Entities and Belongings

| Section | What it covers | |:--------|:---------------| | Ontology | What an entity is, what a belonging is | | Locality | Assert direct belongings only | | Schema | Two tables, nothing else | |…

SectionWhat it covers
OntologyWhat an entity is, what a belonging is
LocalityAssert direct belongings only
SchemaTwo tables, nothing else
Sources and mappingsHow external data becomes entities
LifecycleBirth and death as belonging
QueriesSQL patterns
BuildHow the index is derived

#Ontology

An entity is a thing with an identity. It has an id, a type, and a name. That is all it is. Everything you know about it — its affiliations, its location, its genre, its authors — is a belonging.

A belonging is a directed arrow from an entity to something it belongs to, with optional temporal bounds. The direction is always: from the entity to what it belongs to. Every belonging is temporal — it has a start, and it can end. A belonging without dates is one where the dates are unknown or irrelevant, not one that is atemporal by nature.

track      → person         (belongs to its artist)
track      → Psytrance      (belongs to a genre)
person     → mainenlab      (belongs to a lab)
lab        → programme      (belongs to a programme)
paper      → doi:10.1038/x  (belongs to its DOI)
paper      → person         (belongs to its author)
paper      → journal        (belongs to its journal)
doi        → CrossRef       (belongs to its registrar)
file       → filesystem     (belongs to its container)
project    → active         (belongs to a lifecycle stage)
cell       → body           (belongs to an organism)
memory     → person         (belongs to a mind)
branch     → parent-branch  (belongs to its parent)

This is the only mechanism. Every relationship — hierarchy, affiliation, classification, lifecycle, provenance, authorship, location — is a belonging. There are no relation types, no role labels, no special columns. Just: this entity belongs to that target, starting when, ending when, according to whom.

#Locality

Assert only direct belongings. Derive everything else by traversal.

A track belongs to an artist. The artist belongs to a record label. Do not also tag the track with the label — that relationship is a query, not an assertion.

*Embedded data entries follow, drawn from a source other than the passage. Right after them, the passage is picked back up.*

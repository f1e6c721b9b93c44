//! # Hovertip Types
//!
//! Options, geometry, class names and error definitions shared by the
//! hovertip crates.
//!
//! - **`error`** - Typed errors for tooltip calls and configuration
//! - **`models`** - Placement, options, config and layout geometry
//!
//! ## Architecture Role
//!
//! `hovertip-types` sits at the bottom of the dependency graph:
//!
//! ```text
//!        hovertip-types (this crate)
//!                │
//!                ▼
//!          hovertip-core
//!                │
//!                ▼
//!         hovertip-leptos
//! ```
//!
//! Options and errors are serde-serializable so they can cross the
//! wasm-bindgen boundary as plain JS objects.

pub mod error;
pub mod models;

// Re-export error types for convenience
pub use error::{ConfigError, Result, TooltipError};

// Re-export core model types
pub use models::{
    ClassNames, Margins, Placement, Position, Rect, ResolvedOptions, ScrollOffset, Size,
    TooltipConfig, TooltipOptions,
};
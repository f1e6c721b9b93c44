//! Per-call tooltip options and their resolved form.

use serde::{de::IgnoredAny, Deserialize, Deserializer, Serialize};

use super::Placement;

/// Options accepted by `on_hover`/`show`/`hide`. Every field is optional;
/// unset fields are filled from the controller's [`super::TooltipConfig`].
///
/// Field names are camelCase on the wire so a plain JS object
/// (`{ placement: "bottom", marginTop: 4, delay: 100 }`) deserializes as-is.
/// Numeric fields are read loosely: `"150"` is 150, `true` is 1, and
/// anything else unusable becomes `None` and falls back at resolve time.
#[derive(Debug, Clone, Copy, Default, Serialize, Deserialize, PartialEq)]
#[serde(rename_all = "camelCase", default)]
pub struct TooltipOptions {
    /// Side of the trigger to place the tooltip on
    pub placement: Option<Placement>,
    #[serde(deserialize_with = "loose_number")]
    pub margin_top: Option<f64>,
    #[serde(deserialize_with = "loose_number")]
    pub margin_left: Option<f64>,
    #[serde(deserialize_with = "loose_number")]
    pub margin_right: Option<f64>,
    #[serde(deserialize_with = "loose_number")]
    pub margin_bottom: Option<f64>,
    /// Milliseconds before a show or hide completes
    #[serde(deserialize_with = "loose_number")]
    pub delay: Option<f64>,
    /// Milliseconds before a hide completes, when it should differ from `delay`
    #[serde(deserialize_with = "loose_number")]
    pub hiding_delay: Option<f64>,
}

/// Any JS value an options field might carry.
#[derive(Deserialize)]
#[serde(untagged)]
enum LooseNumber {
    Number(f64),
    Text(String),
    Flag(bool),
    Other(IgnoredAny),
}

fn loose_number<'de, D>(deserializer: D) -> Result<Option<f64>, D::Error>
where
    D: Deserializer<'de>,
{
    let value = Option::<LooseNumber>::deserialize(deserializer)?;
    Ok(match value {
        Some(LooseNumber::Number(n)) => Some(n),
        Some(LooseNumber::Text(s)) => s.trim().parse::<f64>().ok(),
        Some(LooseNumber::Flag(b)) => Some(if b { 1.0 } else { 0.0 }),
        Some(LooseNumber::Other(_)) | None => None,
    })
}

impl TooltipOptions {
    pub fn new() -> Self {
        Self::default()
    }

    pub fn with_placement(mut self, placement: Placement) -> Self {
        self.placement = Some(placement);
        self
    }

    pub fn with_delay(mut self, delay_ms: f64) -> Self {
        self.delay = Some(delay_ms);
        self
    }

    pub fn with_hiding_delay(mut self, delay_ms: f64) -> Self {
        self.hiding_delay = Some(delay_ms);
        self
    }

    pub fn with_margins(mut self, margins: Margins) -> Self {
        self.margin_top = Some(margins.top);
        self.margin_left = Some(margins.left);
        self.margin_right = Some(margins.right);
        self.margin_bottom = Some(margins.bottom);
        self
    }
}

/// Pixel margins added on top of the fixed placement offsets.
#[derive(Debug, Clone, Copy, Default, Serialize, Deserialize, PartialEq)]
#[serde(rename_all = "camelCase")]
pub struct Margins {
    pub top: f64,
    pub left: f64,
    pub right: f64,
    pub bottom: f64,
}

/// Options with every default applied. This is what the controller and the
/// placement engine actually consume.
#[derive(Debug, Clone, Copy, PartialEq)]
pub struct ResolvedOptions {
    pub placement: Placement,
    pub margins: Margins,
    pub delay_ms: u32,
    pub hiding_delay_ms: u32,
}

A person belongs to mainenlab. Mainenlab belongs to the Neuroscience Programme. Do not tag the person with the programme.

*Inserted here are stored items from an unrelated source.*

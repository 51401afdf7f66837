// SPDX-License-Identifier: AGPL-3.0-or-later
//! Rich text -> Slate conversion
//!
//! A depth-first, side-effect-free walk over the source tree. Every node
//! converts to a *list* of Slate nodes which the parent flattens in order;
//! today each rule yields exactly one node, but the list contract leaves
//! room for splitting rules without reshaping the recursion.

use richtext_types::{self as rich, NodeKind};
use tracing::debug;

use crate::schema::{Schema, SchemaJson};
use crate::slate;
use crate::{AdapterError, Result};

/// Convert a rich text document into a Slate document.
///
/// The schema is resolved once and consulted read-only throughout the
/// traversal. The input is never mutated; on error no partial output is
/// returned.
pub fn to_slate_document(
    document: &rich::Document,
    schema: Option<SchemaJson>,
) -> Result<slate::Document> {
    let schema = Schema::from_json(schema);
    debug!(children = document.content.len(), "converting rich text document to slate");

    let mut nodes = Vec::new();
    for node in &document.content {
        nodes.extend(convert_node(node, &schema)?);
    }

    Ok(slate::Document {
        data: document.data.clone(),
        nodes,
    })
}

/// Convert one source node into zero or more Slate nodes
fn convert_node(node: &rich::Node, schema: &Schema) -> Result<Vec<slate::Node>> {
    match node {
        rich::Node::Text(text) => Ok(vec![convert_text(text)]),
        rich::Node::Container(container) => {
            let mut child_nodes = Vec::new();
            for child in &container.content {
                child_nodes.extend(convert_node(child, schema)?);
            }

            let kind = schema
                .sets()
                .classify(&container.node_type)
                .ok_or_else(|| AdapterError::UnknownNodeType(container.node_type.clone()))?;

            let slate_node = match kind {
                NodeKind::Block => slate::Node::Block {
                    node_type: container.node_type.clone(),
                    is_void: schema.is_void(container),
                    data: container.data.clone(),
                    nodes: child_nodes,
                },
                NodeKind::Inline => slate::Node::Inline {
                    node_type: container.node_type.clone(),
                    is_void: schema.is_void(container),
                    data: container.data.clone(),
                    nodes: child_nodes,
                },
            };

            Ok(vec![slate_node])
        }
    }
}

/// Terminal case: a text leaf becomes a Slate text node holding one leaf.
/// Mark metadata is discarded; only the mark type survives.
fn convert_text(text: &rich::Text) -> slate::Node {
    slate::Node::Text {
        leaves: vec![slate::Leaf {
            text: text.value.clone(),
            marks: text
                .marks
                .iter()
                .map(|mark| slate::Mark::new(mark.mark_type.clone()))
                .collect(),
        }],
        data: text.data.clone(),
    }
}

#[cfg(test)]
mod tests {
    use super::*;
    use pretty_assertions::assert_eq;
    use richtext_types::{blocks, inlines, Container, DataMap, Mark, Node, Text};
    use serde_json::json;

    fn data(value: serde_json::Value) -> DataMap {
        match value {
            serde_json::Value::Object(map) => map,
            _ => panic!("data fixture must be an object"),
        }
    }

    fn hello_world_document() -> rich::Document {
        rich::Document::with_content(vec![Node::Container(Container::with_content(
            blocks::PARAGRAPH,
            vec![Node::Text(Text {
                value: "hello world".into(),
                marks: vec![Mark::new("bold"), Mark::new("italic")],
                data: DataMap::new(),
            })],
        ))])
    }

    #[test]
    fn test_hello_world_end_to_end() {
        let slate = to_slate_document(&hello_world_document(), None).unwrap();

        assert_eq!(
            serde_json::to_value(&slate).unwrap(),
            json!({
                "object": "document",
                "data": {},
                "nodes": [{
                    "object": "block",
                    "type": "paragraph",
                    "isVoid": false,
                    "data": {},
                    "nodes": [{
                        "object": "text",
                        "leaves": [{
                            "object": "leaf",
                            "text": "hello world",
                            "marks": [
                                { "object": "mark", "type": "bold", "data": {} },
                                { "object": "mark", "type": "italic", "data": {} },
                            ],
                        }],
                        "data": {},
                    }],
                }],
            })
        );
    }

    #[test]
    fn test_embedded_entry_with_void_schema() {
        let entry = json!({ "sys": { "id": "entry-1", "type": "Entry" } });
        let mut block = Container::new(blocks::EMBEDDED_ENTRY);
        block.data = data(json!({ "target": entry.clone() }));
        let document = rich::Document::with_content(vec![Node::Container(block)]);

        let schema: SchemaJson = serde_json::from_value(json!({
            "blocks": { "embedded-entry": { "isVoid": true } },
        }))
        .unwrap();

        let slate = to_slate_document(&document, Some(schema)).unwrap();
        match &slate.nodes[0] {
            slate::Node::Block {
                node_type,
                is_void,
                data,
                nodes,
            } => {
                assert_eq!(node_type.as_str(), blocks::EMBEDDED_ENTRY);
                assert!(*is_void);
                assert!(nodes.is_empty());
                assert_eq!(data.get("target"), Some(&entry));
            }
            other => panic!("expected a block, got {other:?}"),
        }
    }

    #[test]
    fn test_void_defaults_to_false_for_unconfigured_types() {
        let schema: SchemaJson = serde_json::from_value(json!({
            "blocks": { "embedded-entry": { "isVoid": true } },
        }))
        .unwrap();
        let slate = to_slate_document(&hello_world_document(), Some(schema)).unwrap();

        assert!(!slate.nodes[0].is_void());
    }

    #[test]
    fn test_mark_data_is_stripped() {
        let document = rich::Document::with_content(vec![Node::Container(
            Container::with_content(
                blocks::PARAGRAPH,
                vec![Node::Text(Text {
                    value: "x".into(),
                    marks: vec![
                        Mark {
                            mark_type: "bold".into(),
                            data: Some(data(json!({ "x": 1 }))),
                        },
                        Mark::new("italic"),
                    ],
                    data: DataMap::new(),
                })],
            ),
        )]);

        let slate = to_slate_document(&document, None).unwrap();
        match &slate.nodes[0].children()[0] {
            slate::Node::Text { leaves, .. } => {
                assert_eq!(
                    leaves[0].marks,
                    vec![slate::Mark::new("bold"), slate::Mark::new("italic")]
                );
                assert!(leaves[0].marks.iter().all(|m| m.data.is_empty()));
            }
            other => panic!("expected a text node, got {other:?}"),
        }
    }

    #[test]
    fn test_inline_nodes_keep_their_category() {
        let document = rich::Document::with_content(vec![Node::Container(
            Container::with_content(
                blocks::PARAGRAPH,
                vec![Node::Container(Container::with_content(
                    inlines::HYPERLINK,
                    vec![Node::Text(Text::new("link text"))],
                ))],
            ),
        )]);

        let slate = to_slate_document(&document, None).unwrap();
        match &slate.nodes[0].children()[0] {
            slate::Node::Inline { node_type, .. } => {
                assert_eq!(node_type.as_str(), inlines::HYPERLINK)
            }
            other => panic!("expected an inline, got {other:?}"),
        }
    }

    #[test]
    fn test_unknown_node_type_is_rejected() {
        let document = rich::Document::with_content(vec![
            Node::Container(Container::new(blocks::PARAGRAPH)),
            Node::Container(Container::new("not-a-real-type")),
        ]);

        let err = to_slate_document(&document, None).unwrap_err();
        assert_eq!(err, AdapterError::UnknownNodeType("not-a-real-type".into()));
        assert_eq!(
            err.to_string(),
            "unexpected rich text nodeType 'not-a-real-type'"
        );
    }

    #[test]
    fn test_unknown_type_deep_in_the_tree_is_rejected() {
        let document = rich::Document::with_content(vec![Node::Container(
            Container::with_content(
                blocks::QUOTE,
                vec![Node::Container(Container::with_content(
                    blocks::PARAGRAPH,
                    vec![Node::Container(Container::new("mystery"))],
                ))],
            ),
        )]);

        let err = to_slate_document(&document, None).unwrap_err();
        assert_eq!(err, AdapterError::UnknownNodeType("mystery".into()));
    }

    #[test]
    fn test_document_data_is_copied() {
        let mut document = hello_world_document();
        document.data = data(json!({ "revision": 3 }));

        let slate = to_slate_document(&document, None).unwrap();
        assert_eq!(slate.data, data(json!({ "revision": 3 })));
    }

    #[test]
    fn test_top_level_order_is_preserved() {
        let document = rich::Document::with_content(vec![
            Node::Container(Container::new(blocks::HEADING_1)),
            Node::Container(Container::new(blocks::PARAGRAPH)),
            Node::Container(Container::new(blocks::HR)),
        ]);

        let slate = to_slate_document(&document, None).unwrap();
        let types: Vec<_> = slate.nodes.iter().filter_map(|n| n.node_type()).collect();
        assert_eq!(types, vec![blocks::HEADING_1, blocks::PARAGRAPH, blocks::HR]);
    }
}
// SPDX-License-Identifier: AGPL-3.0-or-later
//! Slate document tree (v0.33 wire shape)
//!
//! Every layer carries an `object` discriminator: `document`, `block`,
//! `inline`, `text`, `leaf`, `mark`. Text nodes hold a list of leaves
//! instead of a raw value, and container nodes carry an `isVoid` flag.

use richtext_types::DataMap;
use serde::{Deserialize, Serialize};

/// The root Slate document
#[derive(Debug, Clone, Default, PartialEq, Serialize, Deserialize)]
#[serde(tag = "object", rename = "document")]
pub struct Document {
    #[serde(default)]
    pub data: DataMap,
    #[serde(default)]
    pub nodes: Vec<Node>,
}

/// A Slate node, discriminated by its `object` tag
#[derive(Debug, Clone, PartialEq, Serialize, Deserialize)]
#[serde(tag = "object", rename_all = "lowercase")]
pub enum Node {
    Block {
        #[serde(rename = "type")]
        node_type: String,
        #[serde(rename = "isVoid")]
        is_void: bool,
        #[serde(default)]
        data: DataMap,
        #[serde(default)]
        nodes: Vec<Node>,
    },
    Inline {
        #[serde(rename = "type")]
        node_type: String,
        #[serde(rename = "isVoid")]
        is_void: bool,
        #[serde(default)]
        data: DataMap,
        #[serde(default)]
        nodes: Vec<Node>,
    },
    Text {
        #[serde(default)]
        leaves: Vec<Leaf>,
        #[serde(default)]
        data: DataMap,
    },
}

impl Node {
    /// The node's `type` name; text nodes have none
    pub fn node_type(&self) -> Option<&str> {
        match self {
            Node::Block { node_type, .. } | Node::Inline { node_type, .. } => Some(node_type),
            Node::Text { .. } => None,
        }
    }

    pub fn is_void(&self) -> bool {
        match self {
            Node::Block { is_void, .. } | Node::Inline { is_void, .. } => *is_void,
            Node::Text { .. } => false,
        }
    }

    /// Child nodes; empty for text nodes
    pub fn children(&self) -> &[Node] {
        match self {
            Node::Block { nodes, .. } | Node::Inline { nodes, .. } => nodes,
            Node::Text { .. } => &[],
        }
    }
}

/// The minimal text-carrying unit: literal text plus resolved marks
#[derive(Debug, Clone, Default, PartialEq, Serialize, Deserialize)]
#[serde(tag = "object", rename = "leaf")]
pub struct Leaf {
    pub text: String,
    #[serde(default)]
    pub marks: Vec<Mark>,
}

/// A resolved mark; `data` is always an empty map on converted documents
#[derive(Debug, Clone, Default, PartialEq, Serialize, Deserialize)]
#[serde(tag = "object", rename = "mark")]
pub struct Mark {
    #[serde(rename = "type")]
    pub mark_type: String,
    #[serde(default)]
    pub data: DataMap,
}

impl Mark {
    pub fn new(mark_type: impl Into<String>) -> Self {
        Self {
            mark_type: mark_type.into(),
            data: DataMap::new(),
        }
    }
}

The builder does not propagate belongings. Queries traverse them.

#Schema

Two tables in data/entities.db:

entities — things that exist.

ColumnPurpose
idtype:slug (e.g., person:davide-crombie, doi:10.1038/x)
typethe entity class
namedisplay name

belongings — every relation.

ColumnPurpose
entity_idFK to entities — the thing that belongs
targetwhat it belongs to (an entity id, a name, a path)
start_datewhen the belonging began (NULL = unknown)
end_datewhen it ended (NULL = ongoing or unknown)
sourcewho asserted this (the scanner, the user, the API)

#Examples

entity: person:davide-crombie
  → mainenlab             (2020, NULL, frontmatter)
  → phd-student           (2020, NULL, frontmatter)
  → project:inscription   (2026, NULL, frontmatter)

entity: org:mainen
  → org:neuroscience       (NULL, NULL, frontmatter)

entity: paper:f040022b
  → doi:10.1038/nrn1933   (NULL, NULL, papers.db)
  → person:Z. Mainen      (NULL, NULL, papers.db)
  → journal:Nature Reviews (2006, NULL, papers.db)
  → published             (2006, NULL, papers.db)
  → papers.db             (NULL, NULL, scan)

entity: track:abc123
  → person:Some Artist    (NULL, NULL, music.db)
  → Psytrance             (NULL, NULL, music.db)
  → music.db              (NULL, NULL, scan)

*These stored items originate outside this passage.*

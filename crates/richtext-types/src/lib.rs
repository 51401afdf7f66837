// SPDX-License-Identifier: AGPL-3.0-or-later
//! Richtext Types - The rich text document model
//!
//! This crate provides:
//! - Node structs for the rich text document tree (document, containers, text)
//! - The canonical BLOCKS/INLINES type-name enumerations
//! - Block/inline kind classification over injectable type sets
//! - serde (de)serialization matching the JSON wire shape

pub mod ast;
pub mod kinds;

pub use ast::{Container, DataMap, Document, Mark, Node, Text};
pub use kinds::{blocks, inlines, NodeKind, TypeSets};
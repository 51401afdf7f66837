// SPDX-License-Identifier: AGPL-3.0-or-later
//! Rich text document tree
//!
//! The wire shape discriminates nodes with a `nodeType` string field:
//! `"document"` for the root, `"text"` for leaves, and a block or inline
//! type name for every other node. Opaque payloads travel in `data` maps.

use serde::{Deserialize, Serialize};

/// Opaque key-value payload attached to nodes and marks
pub type DataMap = serde_json::Map<String, serde_json::Value>;

/// The root document node
#[derive(Debug, Clone, Default, PartialEq, Serialize, Deserialize)]
#[serde(tag = "nodeType", rename = "document")]
pub struct Document {
    #[serde(default)]
    pub data: DataMap,
    #[serde(default)]
    pub content: Vec<Node>,
}

impl Document {
    /// Create an empty document
    pub fn new() -> Self {
        Self::default()
    }

    /// Document with the given top-level content and no data
    pub fn with_content(content: Vec<Node>) -> Self {
        Self {
            data: DataMap::new(),
            content,
        }
    }
}

/// A content node: either a text leaf or a block/inline container.
///
/// Untagged on purpose: container type names form an open string set, so the
/// two shapes are told apart by their fields (`value` vs `content`). `Text`
/// must stay the first variant so text nodes are not swallowed by the
/// container shape, which tolerates missing `content`.
#[derive(Debug, Clone, PartialEq, Serialize, Deserialize)]
#[serde(untagged)]
pub enum Node {
    Text(Text),
    Container(Container),
}

impl Node {
    pub fn is_text(&self) -> bool {
        matches!(self, Node::Text(_))
    }

    /// The node's `nodeType` value
    pub fn node_type(&self) -> &str {
        match self {
            Node::Text(_) => "text",
            Node::Container(c) => &c.node_type,
        }
    }
}

/// A text leaf: literal value plus formatting marks. Never has children.
#[derive(Debug, Clone, Default, PartialEq, Serialize, Deserialize)]
#[serde(tag = "nodeType", rename = "text")]
pub struct Text {
    pub value: String,
    #[serde(default)]
    pub marks: Vec<Mark>,
    #[serde(default)]
    pub data: DataMap,
}

impl Text {
    pub fn new(value: impl Into<String>) -> Self {
        Self {
            value: value.into(),
            marks: Vec::new(),
            data: DataMap::new(),
        }
    }
}

/// A block or inline container node. Which of the two categories it belongs
/// to is decided by [`crate::kinds::TypeSets`], not stored on the node.
#[derive(Debug, Clone, Default, PartialEq, Serialize, Deserialize)]
pub struct Container {
    #[serde(rename = "nodeType")]
    pub node_type: String,
    #[serde(default)]
    pub data: DataMap,
    #[serde(default)]
    pub content: Vec<Node>,
}

impl Container {
    pub fn new(node_type: impl Into<String>) -> Self {
        Self {
            node_type: node_type.into(),
            data: DataMap::new(),
            content: Vec::new(),
        }
    }

    /// Container with children and no data
    pub fn with_content(node_type: impl Into<String>, content: Vec<Node>) -> Self {
        Self {
            node_type: node_type.into(),
            data: DataMap::new(),
            content,
        }
    }
}

/// A formatting annotation on a text node (bold, italic, ...), optionally
/// carrying its own metadata
#[derive(Debug, Clone, PartialEq, Serialize, Deserialize)]
pub struct Mark {
    #[serde(rename = "type")]
    pub mark_type: String,
    #[serde(default, skip_serializing_if = "Option::is_none")]
    pub data: Option<DataMap>,
}

impl Mark {
    pub fn new(mark_type: impl Into<String>) -> Self {
        Self {
            mark_type: mark_type.into(),
            data: None,
        }
    }
}
// SPDX-License-Identifier: AGPL-3.0-or-later
//! Slate -> rich text conversion
//!
//! The reverse walk. Infallible: the `object` tag on every Slate node
//! already carries the category, so no classification is needed. `isVoid`
//! is schema information and is dropped, not stored on the rich text tree.

use richtext_types::{self as rich};
use tracing::debug;

use crate::slate;

/// Convert a Slate document back into a rich text document.
///
/// A text node fans out to one rich text text node per leaf, in leaf
/// order, each carrying the Slate text node's `data`. Mark metadata does
/// not exist on converted documents, so marks come back bare.
pub fn from_slate_document(document: &slate::Document) -> rich::Document {
    debug!(children = document.nodes.len(), "converting slate document to rich text");

    rich::Document {
        data: document.data.clone(),
        content: document
            .nodes
            .iter()
            .flat_map(convert_node)
            .collect(),
    }
}

/// Convert one Slate node into zero or more rich text nodes
fn convert_node(node: &slate::Node) -> Vec<rich::Node> {
    match node {
        slate::Node::Block {
            node_type,
            data,
            nodes,
            ..
        }
        | slate::Node::Inline {
            node_type,
            data,
            nodes,
            ..
        } => vec![rich::Node::Container(rich::Container {
            node_type: node_type.clone(),
            data: data.clone(),
            content: nodes.iter().flat_map(convert_node).collect(),
        })],
        slate::Node::Text { leaves, data } => leaves
            .iter()
            .map(|leaf| {
                rich::Node::Text(rich::Text {
                    value: leaf.text.clone(),
                    marks: leaf
                        .marks
                        .iter()
                        .map(|mark| rich::Mark::new(mark.mark_type.clone()))
                        .collect(),
                    data: data.clone(),
                })
            })
            .collect(),
    }
}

No role_type column. The target's identity tells you the nature of the relationship. A belonging to a person is authorship or artistry. A belonging to a genre name is classification. A belonging to "active" is lifecycle. The semantics are in the entities, not in labels on the arrows.

#Sources and schema mappings

A source is an entity that emits other entities and belongings. music.db is a source. papers.db is a source. A directory of markdown files is a source. Discogs is a source. iNaturalist is a source. Sources are not special — they're entities like anything else, and other entities belong to them.

A schema mapping is an operator (Definition 2) that transforms a source into entities and belongings. It is a method (Definition 3) — a repeatable procedure. Given a source, the mapping knows:

  • What in this source counts as an entity
  • What the entity's type and name are
  • What counts as a belonging
  • What the belonging's target and dates are

Currently, schema mappings are Python functions in build_entities.py (one per source). The target architecture: mappings as declarative data (YAML), applied by a generic builder. Adding a new source means writing a mapping, not writing code.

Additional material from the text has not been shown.